Man at Sea (, translit. Anthropos sti thalassa) is a 2011 Greek drama film directed by Constantine Giannaris.

Plot
Alex, the captain of a Greek oil tanker, is still dealing with the death of his son four years ago. While his ship the "Sea Voyager" is in the Mediterranean Sea, Captain Alex comes across a boat filled with adolescent refugees from Iran, Iraq, and Afghanistan.
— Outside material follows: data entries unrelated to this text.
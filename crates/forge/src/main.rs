// SPDX-FileCopyrightText: 2026 Session Forge Contributors
// SPDX-License-Identifier: MIT OR Apache-2.0

//! Session Forge - persistent memory for AI coding sessions.
//!
//! This is the binary entry point. `forge serve` (the default) speaks MCP
//! over stdin/stdout; the other subcommands inspect the data directory.

mod inspect;
mod serve;

use clap::{Parser, Subcommand};
use forge_config::ForgeConfig;

/// Session Forge - persistent memory for AI coding sessions.
#[derive(Parser, Debug)]
#[command(name = "forge", version, about, long_about = None)]
struct Cli {
    /// Data directory (overrides storage.base_dir and SESSION_FORGE_DIR).
    #[arg(long, global = true, value_name = "PATH")]
    dir: Option<String>,

    #[command(subcommand)]
    command: Option<Commands>,
}

/// Available subcommands.
#[derive(Subcommand, Debug)]
enum Commands {
    /// Serve the memory tools over MCP stdio (default).
    Serve,
    /// Print store statistics as JSON.
    Stats,
    /// Print every store as a single JSON document.
    Export,
    /// Print the resolved on-disk layout.
    Paths,
}

/// Apply command-line overrides on top of the loaded configuration.
fn apply_overrides(mut config: ForgeConfig, cli: &Cli) -> ForgeConfig {
    if let Some(dir) = &cli.dir {
        config.storage.base_dir = Some(dir.clone());
    }
    config
}

#[tokio::main]
async fn main() {
    let cli = Cli::parse();

    let config = match forge_config::load_and_validate() {
        Ok(config) => apply_overrides(config, &cli),
        Err(errors) => {
            forge_config::render_errors(&errors);
            std::process::exit(1);
        }
    };

    let result = match cli.command.unwrap_or(Commands::Serve) {
        Commands::Serve => serve::run_serve(config).await,
        Commands::Stats => inspect::run_stats(&config),
        Commands::Export => inspect::run_export(&config),
        Commands::Paths => inspect::run_paths(&config),
    };

    if let Err(e) = result {
        eprintln!("forge: {e}");
        std::process::exit(1);
    }
}

#[cfg(test)]
mod tests {
    use super::*;

    #[test]
    fn no_subcommand_parses_as_default() {
        let cli = Cli::try_parse_from(["forge"]).unwrap();
        assert!(cli.command.is_none());
        assert!(cli.dir.is_none());
    }

    #[test]
    fn dir_flag_is_global() {
        let cli = Cli::try_parse_from(["forge", "stats", "--dir", "/tmp/forge"]).unwrap();
        assert!(matches!(cli.command, Some(Commands::Stats)));
        assert_eq!(cli.dir.as_deref(), Some("/tmp/forge"));
    }

    #[test]
    fn dir_flag_overrides_config() {
        let cli = Cli::try_parse_from(["forge", "--dir", "/data/forge", "paths"]).unwrap();
        let config = apply_overrides(ForgeConfig::default(), &cli);
        assert_eq!(config.storage.base_dir.as_deref(), Some("/data/forge"));
    }

    #[test]
    fn unknown_subcommand_is_rejected() {
        assert!(Cli::try_parse_from(["forge", "shell"]).is_err());
    }

    #[test]
    #[serial_test::serial]
    fn binary_loads_config_defaults() {
        let config = forge_config::load_and_validate().expect("default config should be valid");
        assert_eq!(config.session.history_limit, 10);
        assert_eq!(config.agent.log_level, "info");
    }
}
He takes pity on the refugees and allows them on his ship. He plans to drop the refugees off at a port, but local authorities refuse to take them, forcing the refugees to stay on the boat. Their residence angers the ship's owners, and gradually the "Sea Voyager" becomes a claustrophobic war zone between the refugees and the ship's owners.

Cast
 Antonis Karistinos as Alex
 Theodora Tzimou as Katia
 Konstadinos Avarikiotis as Andreas
 Konstadinos Siradakis as Pantelis
 Stathis Papadopoulos as Yuri
 Thanasis Tatavlalis as Petros
 Nikos Tsourakis as Samir
 Stathis Apostolou as Johnny
 Chalil Ali Zada as Rafik
 Rahim Rahimi as Kamal

Reception
"Man at Sea" was featured in the Panorama section of the 2011 Berlin Film Festival.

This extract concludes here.